Problem to solve.
Where in the data below does the word "deterministic" appear? Copy every line that has it.

--------------------------------------------------

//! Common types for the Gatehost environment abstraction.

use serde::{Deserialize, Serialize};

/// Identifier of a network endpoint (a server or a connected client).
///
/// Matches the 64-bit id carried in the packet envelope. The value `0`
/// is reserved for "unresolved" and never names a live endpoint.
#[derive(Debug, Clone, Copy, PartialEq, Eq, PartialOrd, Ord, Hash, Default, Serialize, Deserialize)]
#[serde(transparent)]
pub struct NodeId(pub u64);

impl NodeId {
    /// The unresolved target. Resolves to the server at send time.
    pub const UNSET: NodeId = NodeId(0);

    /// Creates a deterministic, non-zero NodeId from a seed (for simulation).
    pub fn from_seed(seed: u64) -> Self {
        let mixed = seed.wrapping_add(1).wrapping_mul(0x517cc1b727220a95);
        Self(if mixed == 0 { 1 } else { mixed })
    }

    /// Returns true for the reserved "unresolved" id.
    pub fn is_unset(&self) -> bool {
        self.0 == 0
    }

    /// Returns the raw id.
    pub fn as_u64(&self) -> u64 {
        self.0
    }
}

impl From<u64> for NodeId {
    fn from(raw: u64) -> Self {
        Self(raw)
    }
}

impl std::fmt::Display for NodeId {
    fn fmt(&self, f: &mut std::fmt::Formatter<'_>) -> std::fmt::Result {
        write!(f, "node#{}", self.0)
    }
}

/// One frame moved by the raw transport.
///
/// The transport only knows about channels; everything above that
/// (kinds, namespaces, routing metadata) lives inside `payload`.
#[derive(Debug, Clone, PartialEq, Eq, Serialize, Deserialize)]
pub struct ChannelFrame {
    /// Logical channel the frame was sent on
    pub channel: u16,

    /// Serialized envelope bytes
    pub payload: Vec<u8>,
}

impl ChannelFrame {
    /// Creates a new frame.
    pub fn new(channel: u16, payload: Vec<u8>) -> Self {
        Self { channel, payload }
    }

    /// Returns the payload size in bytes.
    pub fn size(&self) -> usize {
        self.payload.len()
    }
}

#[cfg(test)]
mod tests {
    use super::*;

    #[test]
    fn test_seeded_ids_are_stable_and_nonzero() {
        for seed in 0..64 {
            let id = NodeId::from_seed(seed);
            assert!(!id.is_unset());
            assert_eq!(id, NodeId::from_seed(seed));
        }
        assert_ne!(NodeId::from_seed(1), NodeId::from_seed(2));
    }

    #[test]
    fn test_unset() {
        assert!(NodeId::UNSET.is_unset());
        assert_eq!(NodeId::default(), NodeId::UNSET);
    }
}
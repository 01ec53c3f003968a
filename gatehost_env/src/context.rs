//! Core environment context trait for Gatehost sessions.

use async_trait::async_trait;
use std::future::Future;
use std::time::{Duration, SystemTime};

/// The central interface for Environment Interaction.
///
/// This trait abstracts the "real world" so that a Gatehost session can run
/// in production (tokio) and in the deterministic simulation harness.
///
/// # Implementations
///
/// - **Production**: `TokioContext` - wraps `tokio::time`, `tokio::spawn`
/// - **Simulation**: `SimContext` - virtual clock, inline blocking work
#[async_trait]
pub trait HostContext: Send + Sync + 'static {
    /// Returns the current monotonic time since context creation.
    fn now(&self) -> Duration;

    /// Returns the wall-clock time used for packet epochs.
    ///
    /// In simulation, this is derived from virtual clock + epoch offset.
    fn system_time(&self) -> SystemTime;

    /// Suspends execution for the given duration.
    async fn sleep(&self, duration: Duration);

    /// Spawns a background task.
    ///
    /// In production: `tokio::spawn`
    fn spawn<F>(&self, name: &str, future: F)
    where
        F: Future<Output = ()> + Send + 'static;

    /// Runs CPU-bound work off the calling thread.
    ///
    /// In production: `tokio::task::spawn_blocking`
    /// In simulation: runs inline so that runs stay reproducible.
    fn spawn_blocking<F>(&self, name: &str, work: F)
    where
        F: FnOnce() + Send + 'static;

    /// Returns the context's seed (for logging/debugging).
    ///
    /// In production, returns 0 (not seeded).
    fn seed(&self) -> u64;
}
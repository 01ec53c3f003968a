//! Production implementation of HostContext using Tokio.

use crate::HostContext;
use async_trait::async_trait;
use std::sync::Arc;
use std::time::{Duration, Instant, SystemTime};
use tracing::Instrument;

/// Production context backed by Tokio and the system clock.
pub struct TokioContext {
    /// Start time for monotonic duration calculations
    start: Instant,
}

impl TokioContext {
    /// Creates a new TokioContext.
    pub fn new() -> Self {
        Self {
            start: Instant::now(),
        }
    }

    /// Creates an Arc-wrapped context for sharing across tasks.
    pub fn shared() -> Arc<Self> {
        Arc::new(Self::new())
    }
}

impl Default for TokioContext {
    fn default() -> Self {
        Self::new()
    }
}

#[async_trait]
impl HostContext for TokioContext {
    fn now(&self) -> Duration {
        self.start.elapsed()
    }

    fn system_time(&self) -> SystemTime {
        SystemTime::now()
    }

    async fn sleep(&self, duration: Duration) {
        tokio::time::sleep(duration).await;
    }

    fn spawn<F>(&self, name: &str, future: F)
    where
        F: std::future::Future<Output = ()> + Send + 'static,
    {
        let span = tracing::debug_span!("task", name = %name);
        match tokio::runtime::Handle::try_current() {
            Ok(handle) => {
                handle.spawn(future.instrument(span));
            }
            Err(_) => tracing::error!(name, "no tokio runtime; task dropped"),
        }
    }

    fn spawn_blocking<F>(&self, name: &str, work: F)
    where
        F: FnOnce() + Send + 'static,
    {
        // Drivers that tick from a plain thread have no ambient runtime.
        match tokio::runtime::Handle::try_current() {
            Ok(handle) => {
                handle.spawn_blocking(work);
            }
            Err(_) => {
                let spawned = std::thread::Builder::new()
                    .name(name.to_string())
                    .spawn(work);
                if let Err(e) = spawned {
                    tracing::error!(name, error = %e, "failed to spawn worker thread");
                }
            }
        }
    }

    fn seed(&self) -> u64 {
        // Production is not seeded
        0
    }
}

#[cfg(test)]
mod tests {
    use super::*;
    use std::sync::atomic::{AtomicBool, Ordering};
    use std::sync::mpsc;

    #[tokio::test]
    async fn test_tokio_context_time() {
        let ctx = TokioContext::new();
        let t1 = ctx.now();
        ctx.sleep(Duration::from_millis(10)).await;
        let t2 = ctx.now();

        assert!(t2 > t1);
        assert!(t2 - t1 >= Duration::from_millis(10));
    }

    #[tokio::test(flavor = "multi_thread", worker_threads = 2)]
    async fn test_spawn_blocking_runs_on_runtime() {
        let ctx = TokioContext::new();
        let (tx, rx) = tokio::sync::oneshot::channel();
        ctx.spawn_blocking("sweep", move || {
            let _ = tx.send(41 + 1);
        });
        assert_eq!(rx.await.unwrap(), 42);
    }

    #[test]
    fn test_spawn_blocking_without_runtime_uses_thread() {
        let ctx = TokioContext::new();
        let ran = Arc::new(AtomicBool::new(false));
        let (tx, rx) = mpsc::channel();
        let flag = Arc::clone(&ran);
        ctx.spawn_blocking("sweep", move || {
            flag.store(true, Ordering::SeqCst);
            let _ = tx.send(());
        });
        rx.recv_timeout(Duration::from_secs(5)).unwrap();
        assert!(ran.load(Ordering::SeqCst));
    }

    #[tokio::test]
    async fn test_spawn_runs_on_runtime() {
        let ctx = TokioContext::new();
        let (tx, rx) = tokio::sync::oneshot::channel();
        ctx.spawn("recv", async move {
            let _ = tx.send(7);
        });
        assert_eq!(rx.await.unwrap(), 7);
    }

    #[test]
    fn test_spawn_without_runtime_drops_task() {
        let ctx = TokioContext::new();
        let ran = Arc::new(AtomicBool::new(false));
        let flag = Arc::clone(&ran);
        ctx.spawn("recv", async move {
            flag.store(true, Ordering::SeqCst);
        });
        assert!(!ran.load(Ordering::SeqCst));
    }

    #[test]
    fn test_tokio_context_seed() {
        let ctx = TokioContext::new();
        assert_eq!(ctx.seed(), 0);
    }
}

--------------------------------------------------

Exercise result.
    /// Creates a deterministic, non-zero NodeId from a seed (for simulation).
/// in production (tokio) and in the deterministic simulation harness.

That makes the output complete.